-- Material supplied --
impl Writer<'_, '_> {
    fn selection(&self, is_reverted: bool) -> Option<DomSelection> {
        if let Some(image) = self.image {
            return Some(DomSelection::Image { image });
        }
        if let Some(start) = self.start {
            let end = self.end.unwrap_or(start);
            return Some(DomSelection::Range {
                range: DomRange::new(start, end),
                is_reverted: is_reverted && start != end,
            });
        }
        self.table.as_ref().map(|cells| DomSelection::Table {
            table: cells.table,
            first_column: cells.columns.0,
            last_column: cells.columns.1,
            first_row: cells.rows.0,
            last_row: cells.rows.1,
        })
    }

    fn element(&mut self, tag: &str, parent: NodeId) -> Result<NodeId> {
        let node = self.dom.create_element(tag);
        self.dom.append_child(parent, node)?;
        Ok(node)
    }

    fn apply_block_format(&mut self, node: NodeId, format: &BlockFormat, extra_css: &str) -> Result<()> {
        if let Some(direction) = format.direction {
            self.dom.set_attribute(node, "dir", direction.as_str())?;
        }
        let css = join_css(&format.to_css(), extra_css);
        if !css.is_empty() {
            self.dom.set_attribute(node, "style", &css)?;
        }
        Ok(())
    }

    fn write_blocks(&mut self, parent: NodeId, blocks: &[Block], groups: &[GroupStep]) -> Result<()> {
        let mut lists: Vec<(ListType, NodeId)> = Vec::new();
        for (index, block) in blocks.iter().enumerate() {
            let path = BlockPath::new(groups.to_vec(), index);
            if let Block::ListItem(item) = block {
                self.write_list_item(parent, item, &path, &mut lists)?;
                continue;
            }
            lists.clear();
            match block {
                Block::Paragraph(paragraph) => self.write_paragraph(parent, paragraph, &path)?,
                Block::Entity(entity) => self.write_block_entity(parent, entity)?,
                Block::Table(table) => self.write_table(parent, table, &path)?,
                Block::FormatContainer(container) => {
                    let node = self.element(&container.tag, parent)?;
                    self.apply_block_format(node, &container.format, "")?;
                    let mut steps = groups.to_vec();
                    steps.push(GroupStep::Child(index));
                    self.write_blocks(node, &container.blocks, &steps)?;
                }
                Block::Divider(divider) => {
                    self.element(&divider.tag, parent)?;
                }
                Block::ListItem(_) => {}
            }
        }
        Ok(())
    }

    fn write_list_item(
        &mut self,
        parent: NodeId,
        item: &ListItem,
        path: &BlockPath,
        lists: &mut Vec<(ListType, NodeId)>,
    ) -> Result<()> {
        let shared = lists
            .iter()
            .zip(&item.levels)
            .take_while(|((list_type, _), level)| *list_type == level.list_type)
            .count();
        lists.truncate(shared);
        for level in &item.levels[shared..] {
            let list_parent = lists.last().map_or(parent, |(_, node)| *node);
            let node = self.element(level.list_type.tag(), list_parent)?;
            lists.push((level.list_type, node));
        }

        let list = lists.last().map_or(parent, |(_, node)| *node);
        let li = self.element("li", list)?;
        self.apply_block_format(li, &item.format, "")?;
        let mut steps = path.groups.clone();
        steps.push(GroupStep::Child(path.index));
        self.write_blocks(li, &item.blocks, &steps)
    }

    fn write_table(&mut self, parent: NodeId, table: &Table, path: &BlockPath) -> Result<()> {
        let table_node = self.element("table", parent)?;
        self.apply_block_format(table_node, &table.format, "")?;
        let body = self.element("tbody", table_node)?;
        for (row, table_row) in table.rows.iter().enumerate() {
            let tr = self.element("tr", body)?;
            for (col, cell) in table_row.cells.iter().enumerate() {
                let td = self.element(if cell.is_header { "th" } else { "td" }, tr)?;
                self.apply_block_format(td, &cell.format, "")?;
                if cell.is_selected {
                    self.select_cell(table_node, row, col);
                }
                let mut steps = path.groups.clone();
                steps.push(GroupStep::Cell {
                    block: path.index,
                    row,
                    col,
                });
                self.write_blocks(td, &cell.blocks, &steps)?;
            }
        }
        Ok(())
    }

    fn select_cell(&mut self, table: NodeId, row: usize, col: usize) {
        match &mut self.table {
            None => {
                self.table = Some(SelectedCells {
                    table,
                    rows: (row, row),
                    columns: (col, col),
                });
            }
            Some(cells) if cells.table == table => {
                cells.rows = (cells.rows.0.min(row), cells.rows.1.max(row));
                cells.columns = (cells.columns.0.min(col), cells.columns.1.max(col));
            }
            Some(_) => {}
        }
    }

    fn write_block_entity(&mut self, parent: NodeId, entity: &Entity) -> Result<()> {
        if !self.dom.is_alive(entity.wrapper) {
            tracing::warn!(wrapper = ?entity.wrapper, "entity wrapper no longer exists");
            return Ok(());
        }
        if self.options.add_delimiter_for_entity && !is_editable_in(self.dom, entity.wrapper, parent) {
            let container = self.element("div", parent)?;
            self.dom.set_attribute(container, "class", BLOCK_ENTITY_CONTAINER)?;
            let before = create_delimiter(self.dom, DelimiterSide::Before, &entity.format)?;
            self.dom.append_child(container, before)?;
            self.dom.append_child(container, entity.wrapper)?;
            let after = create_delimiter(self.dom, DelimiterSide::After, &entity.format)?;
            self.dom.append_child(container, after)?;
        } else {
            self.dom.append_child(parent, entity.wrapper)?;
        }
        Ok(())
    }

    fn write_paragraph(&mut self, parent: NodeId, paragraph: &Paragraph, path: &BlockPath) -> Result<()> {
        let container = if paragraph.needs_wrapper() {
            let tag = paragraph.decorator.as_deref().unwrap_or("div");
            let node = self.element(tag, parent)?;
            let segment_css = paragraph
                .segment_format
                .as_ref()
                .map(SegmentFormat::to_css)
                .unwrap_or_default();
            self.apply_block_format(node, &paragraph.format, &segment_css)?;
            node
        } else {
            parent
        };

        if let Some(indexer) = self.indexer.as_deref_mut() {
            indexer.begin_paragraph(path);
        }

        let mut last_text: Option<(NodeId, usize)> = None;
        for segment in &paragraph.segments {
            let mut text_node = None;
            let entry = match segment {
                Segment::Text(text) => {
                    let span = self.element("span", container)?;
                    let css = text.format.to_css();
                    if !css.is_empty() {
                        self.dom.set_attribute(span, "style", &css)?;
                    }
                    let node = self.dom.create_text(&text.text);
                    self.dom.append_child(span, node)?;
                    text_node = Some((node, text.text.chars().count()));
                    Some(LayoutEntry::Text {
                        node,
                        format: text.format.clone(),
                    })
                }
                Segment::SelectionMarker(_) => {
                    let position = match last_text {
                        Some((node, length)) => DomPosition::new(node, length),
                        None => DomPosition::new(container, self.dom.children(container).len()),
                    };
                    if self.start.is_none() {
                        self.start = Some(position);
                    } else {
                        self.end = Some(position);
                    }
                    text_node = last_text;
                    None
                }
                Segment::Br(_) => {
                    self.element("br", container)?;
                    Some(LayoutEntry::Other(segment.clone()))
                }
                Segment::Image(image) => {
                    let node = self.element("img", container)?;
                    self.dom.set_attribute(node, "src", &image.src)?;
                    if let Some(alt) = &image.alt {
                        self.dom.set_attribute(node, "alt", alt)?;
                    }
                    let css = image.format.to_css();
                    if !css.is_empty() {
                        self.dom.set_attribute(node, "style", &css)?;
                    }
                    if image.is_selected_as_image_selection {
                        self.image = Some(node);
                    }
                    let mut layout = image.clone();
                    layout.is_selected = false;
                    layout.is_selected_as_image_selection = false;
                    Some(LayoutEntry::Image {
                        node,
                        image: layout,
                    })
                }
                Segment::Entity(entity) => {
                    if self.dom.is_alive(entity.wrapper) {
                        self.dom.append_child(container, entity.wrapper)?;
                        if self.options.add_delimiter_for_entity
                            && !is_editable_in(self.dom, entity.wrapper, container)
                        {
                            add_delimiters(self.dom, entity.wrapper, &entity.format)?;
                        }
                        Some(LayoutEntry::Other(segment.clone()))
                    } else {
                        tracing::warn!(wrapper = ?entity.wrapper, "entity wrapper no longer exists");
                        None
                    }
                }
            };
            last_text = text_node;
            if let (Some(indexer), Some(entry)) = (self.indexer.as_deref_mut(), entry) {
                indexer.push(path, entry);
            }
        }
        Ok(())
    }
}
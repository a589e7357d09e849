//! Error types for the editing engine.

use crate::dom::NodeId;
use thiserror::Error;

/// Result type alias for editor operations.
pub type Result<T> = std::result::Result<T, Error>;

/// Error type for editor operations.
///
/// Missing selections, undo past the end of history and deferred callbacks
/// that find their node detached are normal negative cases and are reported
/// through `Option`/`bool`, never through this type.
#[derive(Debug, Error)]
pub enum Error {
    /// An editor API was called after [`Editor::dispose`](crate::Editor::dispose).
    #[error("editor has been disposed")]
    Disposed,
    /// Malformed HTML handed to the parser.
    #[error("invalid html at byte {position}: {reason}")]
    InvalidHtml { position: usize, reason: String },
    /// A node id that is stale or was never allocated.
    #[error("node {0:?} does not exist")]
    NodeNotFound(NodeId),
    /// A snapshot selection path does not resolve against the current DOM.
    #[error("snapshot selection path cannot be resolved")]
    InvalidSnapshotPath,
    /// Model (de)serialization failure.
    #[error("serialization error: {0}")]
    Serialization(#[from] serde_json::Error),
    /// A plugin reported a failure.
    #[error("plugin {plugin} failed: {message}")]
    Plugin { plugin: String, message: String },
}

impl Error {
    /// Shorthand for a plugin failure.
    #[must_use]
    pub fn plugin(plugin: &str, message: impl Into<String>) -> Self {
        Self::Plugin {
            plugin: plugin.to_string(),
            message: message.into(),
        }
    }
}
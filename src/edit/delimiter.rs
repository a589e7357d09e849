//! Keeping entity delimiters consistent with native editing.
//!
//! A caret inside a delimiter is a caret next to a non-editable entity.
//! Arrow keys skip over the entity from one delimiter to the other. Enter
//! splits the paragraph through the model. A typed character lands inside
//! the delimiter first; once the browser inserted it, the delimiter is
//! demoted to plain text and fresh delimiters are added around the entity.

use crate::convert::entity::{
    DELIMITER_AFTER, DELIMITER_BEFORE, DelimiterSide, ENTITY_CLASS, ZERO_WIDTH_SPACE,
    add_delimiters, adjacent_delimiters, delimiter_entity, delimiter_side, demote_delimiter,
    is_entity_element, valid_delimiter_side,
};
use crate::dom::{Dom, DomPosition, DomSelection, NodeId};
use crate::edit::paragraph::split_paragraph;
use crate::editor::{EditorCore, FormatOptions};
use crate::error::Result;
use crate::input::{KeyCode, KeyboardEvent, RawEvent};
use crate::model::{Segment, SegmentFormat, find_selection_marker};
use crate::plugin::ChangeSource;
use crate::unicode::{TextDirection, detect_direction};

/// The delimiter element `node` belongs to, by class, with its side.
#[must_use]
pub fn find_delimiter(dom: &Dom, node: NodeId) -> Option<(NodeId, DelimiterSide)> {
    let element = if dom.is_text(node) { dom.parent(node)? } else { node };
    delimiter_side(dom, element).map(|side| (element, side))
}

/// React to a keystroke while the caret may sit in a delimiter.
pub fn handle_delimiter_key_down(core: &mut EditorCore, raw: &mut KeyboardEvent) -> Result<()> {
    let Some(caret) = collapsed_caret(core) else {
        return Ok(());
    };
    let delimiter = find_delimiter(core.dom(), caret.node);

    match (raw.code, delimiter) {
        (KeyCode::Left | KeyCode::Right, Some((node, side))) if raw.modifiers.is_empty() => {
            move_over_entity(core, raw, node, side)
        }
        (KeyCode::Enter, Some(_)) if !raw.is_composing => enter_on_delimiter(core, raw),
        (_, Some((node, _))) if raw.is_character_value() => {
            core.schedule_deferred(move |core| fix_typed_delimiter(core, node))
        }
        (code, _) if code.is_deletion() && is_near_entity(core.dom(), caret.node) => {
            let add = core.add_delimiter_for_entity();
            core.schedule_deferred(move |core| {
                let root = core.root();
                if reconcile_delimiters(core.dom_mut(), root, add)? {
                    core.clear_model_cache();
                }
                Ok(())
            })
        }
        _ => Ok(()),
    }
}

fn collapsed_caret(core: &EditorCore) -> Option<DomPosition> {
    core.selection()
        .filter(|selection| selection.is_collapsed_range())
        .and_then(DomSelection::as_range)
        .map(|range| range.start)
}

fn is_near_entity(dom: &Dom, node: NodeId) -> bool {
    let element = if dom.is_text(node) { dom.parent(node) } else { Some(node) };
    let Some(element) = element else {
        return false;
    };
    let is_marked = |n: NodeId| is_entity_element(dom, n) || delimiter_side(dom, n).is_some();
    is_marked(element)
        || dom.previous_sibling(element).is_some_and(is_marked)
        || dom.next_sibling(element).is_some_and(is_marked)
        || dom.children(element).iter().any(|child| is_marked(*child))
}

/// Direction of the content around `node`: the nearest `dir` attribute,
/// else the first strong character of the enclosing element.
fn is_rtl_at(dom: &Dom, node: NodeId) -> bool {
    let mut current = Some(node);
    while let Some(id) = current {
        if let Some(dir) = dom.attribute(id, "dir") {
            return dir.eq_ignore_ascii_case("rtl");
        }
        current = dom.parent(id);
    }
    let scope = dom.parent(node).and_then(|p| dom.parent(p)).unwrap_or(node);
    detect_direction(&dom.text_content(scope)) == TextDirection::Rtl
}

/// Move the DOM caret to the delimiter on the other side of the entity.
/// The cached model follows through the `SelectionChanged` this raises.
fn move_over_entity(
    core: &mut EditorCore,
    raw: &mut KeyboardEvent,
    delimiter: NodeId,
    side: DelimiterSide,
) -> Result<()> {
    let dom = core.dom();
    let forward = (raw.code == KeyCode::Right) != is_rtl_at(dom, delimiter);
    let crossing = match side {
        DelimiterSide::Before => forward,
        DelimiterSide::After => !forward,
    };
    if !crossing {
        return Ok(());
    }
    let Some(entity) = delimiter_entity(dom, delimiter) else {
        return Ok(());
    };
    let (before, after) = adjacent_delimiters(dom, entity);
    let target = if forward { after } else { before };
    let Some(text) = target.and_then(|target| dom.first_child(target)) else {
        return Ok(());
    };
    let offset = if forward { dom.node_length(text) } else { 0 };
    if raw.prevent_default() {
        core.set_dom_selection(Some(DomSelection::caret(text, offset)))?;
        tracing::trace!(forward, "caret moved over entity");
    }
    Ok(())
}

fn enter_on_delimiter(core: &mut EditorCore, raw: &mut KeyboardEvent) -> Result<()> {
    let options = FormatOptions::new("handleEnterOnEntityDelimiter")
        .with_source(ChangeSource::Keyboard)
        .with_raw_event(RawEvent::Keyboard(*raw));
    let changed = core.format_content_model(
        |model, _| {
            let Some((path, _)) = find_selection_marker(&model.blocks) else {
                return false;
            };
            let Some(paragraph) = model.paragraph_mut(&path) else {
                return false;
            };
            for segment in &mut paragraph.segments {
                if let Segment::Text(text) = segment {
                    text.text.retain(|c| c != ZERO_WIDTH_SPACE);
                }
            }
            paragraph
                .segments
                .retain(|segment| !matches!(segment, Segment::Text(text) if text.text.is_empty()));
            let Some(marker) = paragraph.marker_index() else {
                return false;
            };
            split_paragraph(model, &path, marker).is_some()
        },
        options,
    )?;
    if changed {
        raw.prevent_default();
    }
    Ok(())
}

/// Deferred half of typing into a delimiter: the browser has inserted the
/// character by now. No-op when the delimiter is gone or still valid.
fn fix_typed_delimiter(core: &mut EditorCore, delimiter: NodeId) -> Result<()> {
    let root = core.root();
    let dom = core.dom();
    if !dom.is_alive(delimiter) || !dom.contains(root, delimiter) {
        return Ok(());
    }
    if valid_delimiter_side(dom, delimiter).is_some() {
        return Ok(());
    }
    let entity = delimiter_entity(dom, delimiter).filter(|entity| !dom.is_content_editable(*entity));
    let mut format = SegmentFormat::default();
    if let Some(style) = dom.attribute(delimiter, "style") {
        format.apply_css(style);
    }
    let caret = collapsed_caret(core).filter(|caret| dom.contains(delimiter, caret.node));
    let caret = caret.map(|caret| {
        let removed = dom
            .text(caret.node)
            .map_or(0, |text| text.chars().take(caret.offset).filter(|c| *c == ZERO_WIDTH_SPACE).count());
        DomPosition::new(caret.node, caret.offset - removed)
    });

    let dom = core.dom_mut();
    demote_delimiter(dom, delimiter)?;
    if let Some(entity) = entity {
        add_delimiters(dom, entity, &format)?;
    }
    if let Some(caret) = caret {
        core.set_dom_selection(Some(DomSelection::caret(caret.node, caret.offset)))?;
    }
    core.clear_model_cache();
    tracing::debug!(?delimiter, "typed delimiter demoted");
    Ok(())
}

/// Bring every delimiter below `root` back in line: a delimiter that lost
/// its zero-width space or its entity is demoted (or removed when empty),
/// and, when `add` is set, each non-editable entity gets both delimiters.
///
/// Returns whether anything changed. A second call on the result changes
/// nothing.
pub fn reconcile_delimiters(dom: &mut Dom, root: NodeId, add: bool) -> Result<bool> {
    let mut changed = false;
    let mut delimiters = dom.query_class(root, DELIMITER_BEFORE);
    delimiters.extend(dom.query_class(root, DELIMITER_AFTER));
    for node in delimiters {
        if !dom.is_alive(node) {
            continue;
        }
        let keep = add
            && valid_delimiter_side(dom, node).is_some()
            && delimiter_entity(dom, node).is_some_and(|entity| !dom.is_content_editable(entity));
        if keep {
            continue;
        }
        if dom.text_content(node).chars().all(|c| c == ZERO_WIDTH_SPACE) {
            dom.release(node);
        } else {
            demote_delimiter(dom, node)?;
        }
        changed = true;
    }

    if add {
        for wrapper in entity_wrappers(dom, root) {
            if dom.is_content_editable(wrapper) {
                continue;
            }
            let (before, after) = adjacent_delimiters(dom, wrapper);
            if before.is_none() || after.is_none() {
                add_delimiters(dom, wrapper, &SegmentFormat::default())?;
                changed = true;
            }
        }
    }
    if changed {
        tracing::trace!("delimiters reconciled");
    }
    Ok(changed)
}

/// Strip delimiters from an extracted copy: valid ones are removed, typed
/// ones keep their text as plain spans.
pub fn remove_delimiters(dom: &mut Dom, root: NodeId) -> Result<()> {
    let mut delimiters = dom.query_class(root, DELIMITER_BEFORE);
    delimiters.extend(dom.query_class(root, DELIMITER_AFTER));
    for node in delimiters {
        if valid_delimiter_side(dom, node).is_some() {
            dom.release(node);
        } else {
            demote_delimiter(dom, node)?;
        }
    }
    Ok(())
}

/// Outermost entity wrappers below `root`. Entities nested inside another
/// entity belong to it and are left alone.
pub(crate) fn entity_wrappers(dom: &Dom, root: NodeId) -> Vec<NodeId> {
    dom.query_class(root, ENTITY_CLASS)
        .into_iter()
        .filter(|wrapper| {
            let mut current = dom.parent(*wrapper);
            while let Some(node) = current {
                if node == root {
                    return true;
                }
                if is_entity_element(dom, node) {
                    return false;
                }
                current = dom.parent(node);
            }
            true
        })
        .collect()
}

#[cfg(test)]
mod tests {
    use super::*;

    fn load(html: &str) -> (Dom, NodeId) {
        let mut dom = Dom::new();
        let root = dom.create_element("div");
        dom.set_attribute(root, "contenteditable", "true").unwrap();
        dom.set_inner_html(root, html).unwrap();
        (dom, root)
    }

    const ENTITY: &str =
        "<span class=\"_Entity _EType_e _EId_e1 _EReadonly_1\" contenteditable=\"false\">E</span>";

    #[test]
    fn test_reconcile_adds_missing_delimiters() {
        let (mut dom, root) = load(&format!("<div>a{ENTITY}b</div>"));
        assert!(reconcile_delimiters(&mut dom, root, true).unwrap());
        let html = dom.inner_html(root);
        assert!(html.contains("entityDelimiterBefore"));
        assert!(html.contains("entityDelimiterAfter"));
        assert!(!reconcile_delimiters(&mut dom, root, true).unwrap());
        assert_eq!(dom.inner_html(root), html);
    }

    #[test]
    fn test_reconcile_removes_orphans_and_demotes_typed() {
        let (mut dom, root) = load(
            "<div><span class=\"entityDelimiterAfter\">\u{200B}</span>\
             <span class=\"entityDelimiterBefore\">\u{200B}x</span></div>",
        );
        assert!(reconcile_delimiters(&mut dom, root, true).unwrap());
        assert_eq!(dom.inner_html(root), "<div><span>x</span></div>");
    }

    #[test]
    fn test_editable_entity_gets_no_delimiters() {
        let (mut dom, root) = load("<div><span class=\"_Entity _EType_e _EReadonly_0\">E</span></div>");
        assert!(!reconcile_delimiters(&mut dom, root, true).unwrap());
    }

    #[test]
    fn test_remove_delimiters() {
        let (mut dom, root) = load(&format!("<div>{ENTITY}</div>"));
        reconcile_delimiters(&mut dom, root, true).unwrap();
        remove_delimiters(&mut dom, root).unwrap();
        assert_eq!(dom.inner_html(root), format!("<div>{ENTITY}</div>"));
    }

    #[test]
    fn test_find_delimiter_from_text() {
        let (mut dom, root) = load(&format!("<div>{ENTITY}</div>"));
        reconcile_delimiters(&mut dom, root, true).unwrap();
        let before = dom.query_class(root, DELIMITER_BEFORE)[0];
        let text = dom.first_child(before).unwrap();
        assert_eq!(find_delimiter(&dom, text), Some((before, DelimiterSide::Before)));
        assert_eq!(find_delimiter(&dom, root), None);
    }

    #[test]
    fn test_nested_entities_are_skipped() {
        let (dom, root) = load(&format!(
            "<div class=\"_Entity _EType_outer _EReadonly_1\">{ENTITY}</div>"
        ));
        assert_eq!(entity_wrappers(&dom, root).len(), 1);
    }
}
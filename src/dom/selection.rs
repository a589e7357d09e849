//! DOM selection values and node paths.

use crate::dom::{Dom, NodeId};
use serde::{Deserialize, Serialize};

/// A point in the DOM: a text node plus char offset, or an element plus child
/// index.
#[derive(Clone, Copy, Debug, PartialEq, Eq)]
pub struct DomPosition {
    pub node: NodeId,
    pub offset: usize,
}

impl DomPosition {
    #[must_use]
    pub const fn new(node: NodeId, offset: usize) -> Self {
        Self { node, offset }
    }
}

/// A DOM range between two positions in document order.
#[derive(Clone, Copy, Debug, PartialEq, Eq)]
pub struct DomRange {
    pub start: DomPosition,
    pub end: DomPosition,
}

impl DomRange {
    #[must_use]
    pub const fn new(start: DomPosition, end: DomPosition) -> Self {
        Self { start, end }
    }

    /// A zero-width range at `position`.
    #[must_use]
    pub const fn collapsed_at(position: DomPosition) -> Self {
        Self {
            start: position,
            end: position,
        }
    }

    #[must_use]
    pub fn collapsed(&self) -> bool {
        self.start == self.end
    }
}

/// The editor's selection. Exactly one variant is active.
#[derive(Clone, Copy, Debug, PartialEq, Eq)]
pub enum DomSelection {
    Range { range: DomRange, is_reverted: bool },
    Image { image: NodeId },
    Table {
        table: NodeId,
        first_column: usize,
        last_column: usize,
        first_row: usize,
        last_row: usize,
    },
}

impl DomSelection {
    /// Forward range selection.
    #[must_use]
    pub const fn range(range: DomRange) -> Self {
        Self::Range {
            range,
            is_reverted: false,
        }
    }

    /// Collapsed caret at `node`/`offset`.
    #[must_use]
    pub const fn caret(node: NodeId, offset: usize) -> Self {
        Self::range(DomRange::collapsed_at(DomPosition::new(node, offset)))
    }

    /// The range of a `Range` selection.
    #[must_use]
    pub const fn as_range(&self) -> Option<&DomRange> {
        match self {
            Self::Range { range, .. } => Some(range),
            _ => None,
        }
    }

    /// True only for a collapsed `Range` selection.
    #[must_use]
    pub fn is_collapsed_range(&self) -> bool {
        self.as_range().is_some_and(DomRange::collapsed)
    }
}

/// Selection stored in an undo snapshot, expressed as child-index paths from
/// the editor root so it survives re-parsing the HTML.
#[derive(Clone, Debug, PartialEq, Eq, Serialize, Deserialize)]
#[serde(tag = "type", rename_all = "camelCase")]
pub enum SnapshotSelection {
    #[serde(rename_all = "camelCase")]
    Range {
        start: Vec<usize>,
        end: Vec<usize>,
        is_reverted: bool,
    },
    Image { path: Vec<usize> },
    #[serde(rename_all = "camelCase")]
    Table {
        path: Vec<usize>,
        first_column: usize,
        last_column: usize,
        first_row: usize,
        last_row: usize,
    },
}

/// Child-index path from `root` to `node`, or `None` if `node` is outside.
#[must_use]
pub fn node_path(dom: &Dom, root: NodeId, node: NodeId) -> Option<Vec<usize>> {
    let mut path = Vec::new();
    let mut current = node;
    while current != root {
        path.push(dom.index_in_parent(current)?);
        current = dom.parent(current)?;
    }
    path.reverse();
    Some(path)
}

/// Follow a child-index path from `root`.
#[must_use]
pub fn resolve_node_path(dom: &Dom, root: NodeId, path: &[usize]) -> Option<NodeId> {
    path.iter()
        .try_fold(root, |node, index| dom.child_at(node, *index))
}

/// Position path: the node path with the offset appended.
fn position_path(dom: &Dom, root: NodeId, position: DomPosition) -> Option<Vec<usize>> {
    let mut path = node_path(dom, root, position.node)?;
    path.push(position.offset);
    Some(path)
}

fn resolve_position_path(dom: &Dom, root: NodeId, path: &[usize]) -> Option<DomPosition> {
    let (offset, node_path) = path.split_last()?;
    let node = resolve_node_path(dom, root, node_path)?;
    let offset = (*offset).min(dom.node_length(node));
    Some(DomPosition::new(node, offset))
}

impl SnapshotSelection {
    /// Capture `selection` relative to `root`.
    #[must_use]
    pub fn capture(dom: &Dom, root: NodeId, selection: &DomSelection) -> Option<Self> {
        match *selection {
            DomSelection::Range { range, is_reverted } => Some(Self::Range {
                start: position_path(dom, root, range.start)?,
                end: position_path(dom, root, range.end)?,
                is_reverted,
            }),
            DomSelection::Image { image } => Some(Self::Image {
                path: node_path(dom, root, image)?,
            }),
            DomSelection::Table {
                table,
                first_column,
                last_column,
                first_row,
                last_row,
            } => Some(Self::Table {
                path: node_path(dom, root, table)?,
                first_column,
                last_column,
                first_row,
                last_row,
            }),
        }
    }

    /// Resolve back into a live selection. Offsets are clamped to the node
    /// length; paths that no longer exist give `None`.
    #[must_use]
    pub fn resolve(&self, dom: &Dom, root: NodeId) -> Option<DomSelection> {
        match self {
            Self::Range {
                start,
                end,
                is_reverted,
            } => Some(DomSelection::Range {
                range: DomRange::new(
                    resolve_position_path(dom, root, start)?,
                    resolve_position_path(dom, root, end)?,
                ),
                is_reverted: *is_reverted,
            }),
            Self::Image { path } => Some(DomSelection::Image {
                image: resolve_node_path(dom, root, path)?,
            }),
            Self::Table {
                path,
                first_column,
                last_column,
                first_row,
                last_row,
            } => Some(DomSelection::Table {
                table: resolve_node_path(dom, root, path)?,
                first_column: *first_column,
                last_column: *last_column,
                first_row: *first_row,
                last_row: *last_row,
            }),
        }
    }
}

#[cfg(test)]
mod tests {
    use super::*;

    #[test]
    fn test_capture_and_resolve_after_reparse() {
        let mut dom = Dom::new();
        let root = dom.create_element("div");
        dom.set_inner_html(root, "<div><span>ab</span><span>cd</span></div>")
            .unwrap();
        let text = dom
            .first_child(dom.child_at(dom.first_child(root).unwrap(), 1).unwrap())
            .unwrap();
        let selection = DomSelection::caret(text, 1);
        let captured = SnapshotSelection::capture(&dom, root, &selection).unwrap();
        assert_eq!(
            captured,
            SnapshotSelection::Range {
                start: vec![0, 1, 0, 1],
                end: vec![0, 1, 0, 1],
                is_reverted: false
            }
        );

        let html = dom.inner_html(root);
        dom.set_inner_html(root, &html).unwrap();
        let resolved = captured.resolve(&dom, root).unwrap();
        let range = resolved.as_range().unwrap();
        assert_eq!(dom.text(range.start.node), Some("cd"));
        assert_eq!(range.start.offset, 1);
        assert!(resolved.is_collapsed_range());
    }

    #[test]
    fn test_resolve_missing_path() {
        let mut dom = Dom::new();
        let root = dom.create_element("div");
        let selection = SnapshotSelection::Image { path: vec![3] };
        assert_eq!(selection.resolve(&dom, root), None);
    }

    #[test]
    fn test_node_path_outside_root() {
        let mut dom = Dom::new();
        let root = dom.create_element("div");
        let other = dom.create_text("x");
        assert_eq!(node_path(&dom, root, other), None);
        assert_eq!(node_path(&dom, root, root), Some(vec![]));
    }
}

-- What you need to do --
When a line in the material above contains the word "editing", copy that line out.

-- Answer to the exercise --
//! Error types for the editing engine.
//! Keeping entity delimiters consistent with native editing.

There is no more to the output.